Капрал в нерешительности потоптался. Андрей понимал его: разрешишь сам – получишь по шее, не разрешишь – ещё хуже может быть.
Капрал вернулся через четверть часа с капитаном, командиром роты, нёсшей караульную службу. Они обменялись приветствиями, и Андрей повторил просьбу.
– Государь о подарке знает?
– Капитан, о чём ты? Какой же это подарок будет?
– Сам посмотреть хочу, вдруг непотребное.
– Свят, свят!.. – совершенно искренне перекрестился Андрей. – Я с государем знаком, пушки ему со своего завода поставляю, как можно?

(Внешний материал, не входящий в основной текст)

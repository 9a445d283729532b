use serde::{Deserialize, Serialize};
use smallvec::SmallVec;

/// Angular type of a shell as named in a `[GTO]` block.
#[derive(Copy, Clone, Debug, PartialEq, Eq, Hash, Serialize, Deserialize)]
pub enum ShellType {
    S,
    P,
    D,
    F,
    /// Combined s and p shell sharing exponents. The parser splits these into
    /// separate [`ShellType::S`] and [`ShellType::P`] records.
    Sp,
}

impl ShellType {
    /// Classifies a shell token by substring, checking `sp` before the lone
    /// letters so that `"sp"` never reads as an s shell.
    pub fn classify(token: &str) -> Option<Self> {
        let token = token.to_lowercase();

        [
            ("sp", Self::Sp),
            ("s", Self::S),
            ("p", Self::P),
            ("d", Self::D),
            ("f", Self::F),
        ]
        .into_iter()
        .find_map(|(tag, shell_type)| token.contains(tag).then_some(shell_type))
    }

    /// Angular momentum code used by basis evaluation. Combined shells are
    /// coded negative.
    pub const fn angular_code(&self) -> i32 {
        match self {
            Self::S => 0,
            Self::P => 1,
            Self::D => 2,
            Self::F => 3,
            Self::Sp => -1,
        }
    }

    /// Number of Cartesian basis functions this shell expands into.
    pub const fn n_functions(&self) -> usize {
        match self {
            Self::S => 1,
            Self::P => 3,
            Self::D => 6,
            Self::F => 10,
            Self::Sp => 4,
        }
    }

    /// Cartesian (i, j, k) exponents of every function in the shell, in the
    /// order Molden lists their coefficients.
    pub fn cartesian_components(&self) -> &'static [(i32, i32, i32)] {
        match self {
            Self::S => &[(0, 0, 0)],
            Self::P => &[(1, 0, 0), (0, 1, 0), (0, 0, 1)],
            Self::D => &[
                (2, 0, 0),
                (0, 2, 0),
                (0, 0, 2),
                (1, 1, 0),
                (1, 0, 1),
                (0, 1, 1),
            ],
            Self::F => &[
                (3, 0, 0),
                (0, 3, 0),
                (0, 0, 3),
                (1, 2, 0),
                (2, 1, 0),
                (2, 0, 1),
                (1, 0, 2),
                (0, 1, 2),
                (0, 2, 1),
                (1, 1, 1),
            ],
            Self::Sp => &[(0, 0, 0), (1, 0, 0), (0, 1, 0), (0, 0, 1)],
        }
    }
}

impl std::fmt::Display for ShellType {
    fn fmt(&self, f: &mut std::fmt::Formatter<'_>) -> std::fmt::Result {
        let name = match self {
            Self::S => "S",
            Self::P => "P",
            Self::D => "D",
            Self::F => "F",
            Self::Sp => "SP",
        };
        f.write_str(name)
    }
}

#[derive(Copy, Clone, Debug, PartialEq, Serialize, Deserialize)]
pub struct Primitive {
    pub exponent: f64,
    pub coefficient: f64,
}

/// One shell record from a `[GTO]` block.
#[derive(Clone, Debug, PartialEq, Serialize, Deserialize)]
pub struct Shell {
    pub(crate) shell_type: ShellType,
    /// 1-based index of the owning atom, as written in the source
    pub(crate) atom: usize,
    pub(crate) primitives: SmallVec<[Primitive; 6]>,
}

impl Shell {
    pub fn new(shell_type: ShellType, atom: usize) -> Self {
        Self {
            shell_type,
            atom,
            primitives: SmallVec::new(),
        }
    }

    pub fn with_primitives(
        shell_type: ShellType,
        atom: usize,
        primitives: impl IntoIterator<Item = Primitive>,
    ) -> Self {
        Self {
            shell_type,
            atom,
            primitives: primitives.into_iter().collect(),
        }
    }

    pub fn shell_type(&self) -> ShellType {
        self.shell_type
    }

    pub fn atom(&self) -> usize {
        self.atom
    }

    pub fn primitives(&self) -> &[Primitive] {
        &self.primitives
    }

    pub fn n_primitives(&self) -> usize {
        self.primitives.len()
    }

    pub(crate) fn push(&mut self, exponent: f64, coefficient: f64) {
        self.primitives.push(Primitive {
            exponent,
            coefficient,
        });
    }
}
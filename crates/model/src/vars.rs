use std::collections::HashMap;

use domain::Day;
use good_lp::{variable, ProblemVariables, Variable};

use crate::prep::ModelPrep;

/// `(curriculum row index, repetition index, day, period, room index)` —
/// the tuple key the decision variables are addressed by throughout this
/// crate. No identifier is ever encoded into a string; lookups are always a
/// direct `HashMap` hit on this key.
pub type VarKey = (usize, usize, Day, u8, usize);

pub struct Vars {
    /// Every declared variable, in declaration order — constraint builders
    /// scan and filter this the same way the reference MILP crate scans its
    /// flat `Vec<StartVar>`.
    pub entries: Vec<(VarKey, Variable)>,
    pub x: HashMap<VarKey, Variable>,
    pub keys_by_row: HashMap<usize, Vec<VarKey>>,
}

/// Declares one binary variable per legal `(g,k,d,p,r)` combination.
///
/// A combination is illegal, and simply never gets a variable, when the
/// row's teacher has a day-level unavailability block on `d` — this is how
/// hard constraint 5 is enforced: by omission at declaration time rather
/// than by an explicit zero-sum constraint, since an unconstrained
/// omitted variable and a constrained-to-zero one are equivalent in any
/// CSP and the former needs no row in the constraint matrix at all.
pub fn declare_decision_vars(
    prep: &ModelPrep,
    periods_per_day: u8,
    pvars: &mut ProblemVariables,
) -> Vars {
    let mut entries = Vec::new();
    let mut x = HashMap::new();
    let mut keys_by_row: HashMap<usize, Vec<VarKey>> = HashMap::new();

    for (g, row) in prep.curriculum.iter().enumerate() {
        if !prep.teacher_by_id.contains_key(&row.teacher_id) {
            continue;
        }
        for k in 0..row.lessons_per_week as usize {
            for d in Day::GENERATION_GRID {
                if prep.is_blocked(row.teacher_id, d) {
                    continue;
                }
                for p in 0..periods_per_day {
                    for r in 0..prep.rooms.len() {
                        let key = (g, k, d, p, r);
                        let v = pvars.add(variable().binary());
                        entries.push((key, v));
                        x.insert(key, v);
                        keys_by_row.entry(g).or_default().push(key);
                    }
                }
            }
        }
    }

    Vars {
        entries,
        x,
        keys_by_row,
    }
}
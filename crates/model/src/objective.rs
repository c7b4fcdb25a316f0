use std::collections::HashMap;

use domain::{ClassGroupId, Day, TeacherId};
use good_lp::{variable, Expression, ProblemVariables, SolverModel, Variable};

use crate::constraints::teacher_period_sum;
use crate::prep::ModelPrep;
use crate::vars::Vars;

/// Weight of the `uniform_distribution` tie-breaker relative to the gap
/// objective's unit weight: small enough that it never overrides a
/// gap-minimizing choice, only breaks ties between otherwise-equal
/// solutions in favor of spreading a class group's lessons across the
/// week.
pub const UNIFORM_DISTRIBUTION_WEIGHT: f64 = 0.01;

/// One penalty variable per `(teacher, day, window-start)` triple, the same
/// `w[t,d,p]` the gap objective names. Declared alongside the decision
/// variables, before the model is built, because `good_lp` variables can
/// only be added to a still-mutable `ProblemVariables`.
pub struct GapPenalty {
    pub var: Variable,
    pub teacher_id: TeacherId,
    pub day: Day,
    pub window_start: u8,
}

pub fn declare_gap_penalties(prep: &ModelPrep, pvars: &mut ProblemVariables) -> Vec<GapPenalty> {
    let mut out = Vec::new();
    for &teacher_id in prep.teacher_by_id.keys() {
        for (day, window_start) in sched_core::occupancy::three_period_windows() {
            out.push(GapPenalty {
                var: pvars.add(variable().binary()),
                teacher_id,
                day,
                window_start,
            });
        }
    }
    out
}

/// Ties each penalty variable to the exact gap predicate via its clipped
/// linear relaxation `w >= occ(p) + occ(p+2) - 2*occ(p+1) - 1`, rather than
/// leaving `w` unconstrained. `occ(p)` is just the teacher's clique sum at
/// `(day, p)`: that sum is already bounded to at most 1 by the teacher
/// clique constraint, so it doubles as the 0/1 occupancy indicator without
/// a second variable.
pub fn add_gap_penalty_constraints<M: SolverModel>(
    mut model: M,
    prep: &ModelPrep,
    v: &Vars,
    penalties: &[GapPenalty],
) -> M {
    for gp in penalties {
        let p = gp.window_start;
        let occ_p = teacher_period_sum(prep, v, gp.teacher_id, gp.day, p);
        let occ_p1 = teacher_period_sum(prep, v, gp.teacher_id, gp.day, p + 1);
        let occ_p2 = teacher_period_sum(prep, v, gp.teacher_id, gp.day, p + 2);
        let two_occ_p1 = occ_p1.clone() + occ_p1;
        // w - occ(p) - occ(p+2) + 2*occ(p+1) >= -1, i.e. w >= occ(p) + occ(p+2) - 2*occ(p+1) - 1.
        let lhs = Expression::from(gp.var) - occ_p - occ_p2 + two_occ_p1;
        model = model.with(lhs.geq(-1.0));
    }
    model
}

/// One slack variable per `(class group, day)`, counting how far that
/// day's lesson count for the class group runs over its fair share of the
/// week (`total_for_class / |DAYS|`, rounded up). Grounds the
/// `uniform_distribution` toggle: an advisory soft term built in the style
/// of the gap penalty above (a declare step producing free variables, then
/// a constraint step binding each to a linear lower bound on the quantity
/// it penalizes).
pub struct UniformPenalty {
    pub var: Variable,
    pub class_group_id: ClassGroupId,
    pub day: Day,
    pub threshold: f64,
}

pub fn declare_uniform_penalties(
    prep: &ModelPrep,
    pvars: &mut ProblemVariables,
) -> Vec<UniformPenalty> {
    let mut totals: HashMap<ClassGroupId, u32> = HashMap::new();
    for row in prep.curriculum {
        *totals.entry(row.class_group_id).or_insert(0) += row.lessons_per_week;
    }

    let mut out = Vec::new();
    for (&class_group_id, &total) in &totals {
        let threshold = (total as f64 / Day::GENERATION_GRID.len() as f64).ceil();
        for day in Day::GENERATION_GRID {
            out.push(UniformPenalty {
                var: pvars.add(variable().min(0.0)),
                class_group_id,
                day,
                threshold,
            });
        }
    }
    out
}

/// Binds each slack variable to `var >= day_count(class, day) - threshold`,
/// the same clipped-lower-bound shape `add_gap_penalty_constraints` uses
/// for the gap predicate.
pub fn add_uniform_penalty_constraints<M: SolverModel>(
    mut model: M,
    prep: &ModelPrep,
    v: &Vars,
    penalties: &[UniformPenalty],
) -> M {
    for up in penalties {
        let mut day_count = Expression::from(0.0);
        for (_, var) in v.entries.iter().filter(|((g, _k, kd, _p, _r), _)| {
            *kd == up.day && prep.curriculum[*g].class_group_id == up.class_group_id
        }) {
            day_count = day_count + *var;
        }
        let lhs = Expression::from(up.var) - day_count;
        model = model.with(lhs.geq(-up.threshold));
    }
    model
}

/// Disabling a soft term (`solver_cp::SolveOptions`'s `limit_gaps`/
/// `uniform_distribution` flags) skips declaring its variables entirely
/// rather than declaring-then-zero-weighting them, so a disabled term costs
/// the solver nothing — that toggle lives one layer up, in `solver-cp`,
/// since it decides which of this module's `declare_*`/`add_*` pairs even
/// get called.
pub fn build_objective(gap_penalties: &[GapPenalty], uniform_penalties: &[UniformPenalty]) -> Expression {
    let mut objective = Expression::from(0.0);
    for gp in gap_penalties {
        objective = objective + gp.var;
    }
    for up in uniform_penalties {
        objective = objective + UNIFORM_DISTRIBUTION_WEIGHT * up.var;
    }
    objective
}
//! Decodes a solver assignment back into concrete [`LessonAssignment`]
//! records and writes them through the [`DomainRepository`]. The decode
//! step (`extract`) is pure and runs for every solver status, since
//! diagnostics are independent of solver status and need the resulting
//! counts even when nothing gets written; the write step (`apply`) runs
//! only when the caller has something worth persisting.

use std::collections::HashMap;

use domain::{
    CurriculumRow, DomainRepository, DraftId, DraftStatus, LessonAssignment, RepositoryError,
};
use model::{ModelPrep, VarKey};

/// The decoded result of a solve: concrete lesson records plus the totals
/// the draft's statistics (and the quality score) are computed from.
pub struct ExtractionOutcome {
    pub assignments: Vec<LessonAssignment>,
    pub total_lessons: u32,
    pub placed_lessons: u32,
}

/// Resolves every `(g,k,d,p,r)` key the solver set to 1 into a
/// `LessonAssignment`, deriving `start_time`/`end_time`/`ordinal` from the
/// fixed grid and the class/subject/teacher/room ids from the curriculum
/// row `g` indexes into. `total_lessons` is the sum of `lessons_per_week`
/// over every curriculum row the model was built from, regardless of
/// whether all of it made it into `placed` — that gap is exactly what the
/// `LessonsNotPlaced` pendency reports on.
pub fn extract(draft_id: DraftId, prep: &ModelPrep, placed: &[VarKey]) -> ExtractionOutcome {
    let total_lessons: u32 = prep.curriculum.iter().map(|row: &CurriculumRow| row.lessons_per_week).sum();

    let mut assignments = Vec::with_capacity(placed.len());
    for &(g, _k, day, period, r) in placed {
        let row = &prep.curriculum[g];
        let room = &prep.rooms[r];
        assignments.push(LessonAssignment {
            id: None,
            draft_id,
            class_group_id: row.class_group_id,
            subject_id: row.subject_id,
            teacher_id: row.teacher_id,
            room_id: room.id,
            day,
            start_time: sched_core::grid::period_start_str(period),
            end_time: sched_core::grid::period_end_str(period),
            ordinal: period + 1,
        });
    }

    ExtractionOutcome {
        placed_lessons: assignments.len() as u32,
        assignments,
        total_lessons,
    }
}

/// Writes the decoded solution through the repository as a single
/// clear+append transaction, updates the draft's statistics, and
/// transitions its status to `COMPLETED` iff every required lesson was
/// placed, else leaves it `IN_PROGRESS`. Callers should only
/// invoke this when `outcome.assignments` is non-empty — an empty solution
/// has nothing worth persisting, whatever the solver status was.
pub fn apply(
    repo: &mut dyn DomainRepository,
    draft_id: DraftId,
    outcome: &ExtractionOutcome,
    quality_score: u8,
) -> Result<(), RepositoryError> {
    repo.apply_solution(draft_id, outcome.assignments.clone())?;
    repo.update_draft_stats(
        draft_id,
        outcome.total_lessons,
        outcome.placed_lessons,
        quality_score,
    )?;
    let status = if outcome.placed_lessons == outcome.total_lessons {
        DraftStatus::Completed
    } else {
        DraftStatus::InProgress
    };
    repo.set_draft_status(draft_id, status)
}

/// Counts lessons per active curriculum row by `(class, subject, teacher)`,
/// used to check every row got exactly its required `lessons_per_week`
/// emitted.
pub fn lessons_by_row_key(
    assignments: &[LessonAssignment],
) -> HashMap<(domain::ClassGroupId, domain::SubjectId, domain::TeacherId), u32> {
    let mut out = HashMap::new();
    for a in assignments {
        *out.entry((a.class_group_id, a.subject_id, a.teacher_id))
            .or_insert(0) += 1;
    }
    out
}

– Сначала посмотрю! – упёрся капитан.
– Хорошо. Через час вернусь.
Андрей вернулся в дом. Рабочие отогрелись, кухарка же его Антонина расстаралась, накормила их вволю.
Андрей нашёл Потапа, объяснил ему, дескать, смотреть желают.
– Это мы мигом! Ваньша, запрягай лошадь!
– Погоди, Потап… Ежели подарок начальнику охраны понравится, как повесим? Инструменты нужны.
– А мы с понятием, инструменты с собой привезли. Вчетвером и приладим.
– Собирай людей, быстро! Едем! Времени уже полдень, пока доедем, пока капитан посмотрит, а там и темнота ждать себя не заставит.
Быстро собравшись, они выехали. Впереди на своих санях ехал Андрей, за ним Потап управлял санями с подарком, замыкали этот маленький обоз сани с рабочими и инструментами.
Когда Андрей подъехал, капрал топтался рядом с двумя гренадёрами. Увидев обоз, он без слов ушёл за капитаном.
Когда подошёл офицер, Андрей позвал его к саням. Из-за плеча капитана выглядывал капрал – любопытно ему было, что за подарок такой?
– Потап, открывай, – скомандовал Андрей.
Потап отбросил рогожу, войлок, и под ярким зимним солнцем засияла бронза.
– О! – вырвалось у всех, кто увидел герб. В восхищении люди обошли сани, разглядывая детали.
– Великолепно, слов нет, – промолвил капитан.
– Изволишь вешать на ворота? – тут же поинтересовался Андрей.
Капитан махнул рукой:
– Соизволяю! Полагаю, за такой подарок не накажут.
– Потап, слышал? Приступай! – распорядился Андрей.
Рабочие достали инструменты, ощупали, осмотрели ворота – только что не обнюхали. Сначала перебросили через ворота верёвки, с осторожностью подвесили на них герб. Затем с другой стороны подвесили ответную часть, само крепление, споро скрепили их бронзовыми болтами. И в завершение убрали верёвки. Потап рукавом тулупа смахнул снежинки с нижней части герба – куда смог дотянуться.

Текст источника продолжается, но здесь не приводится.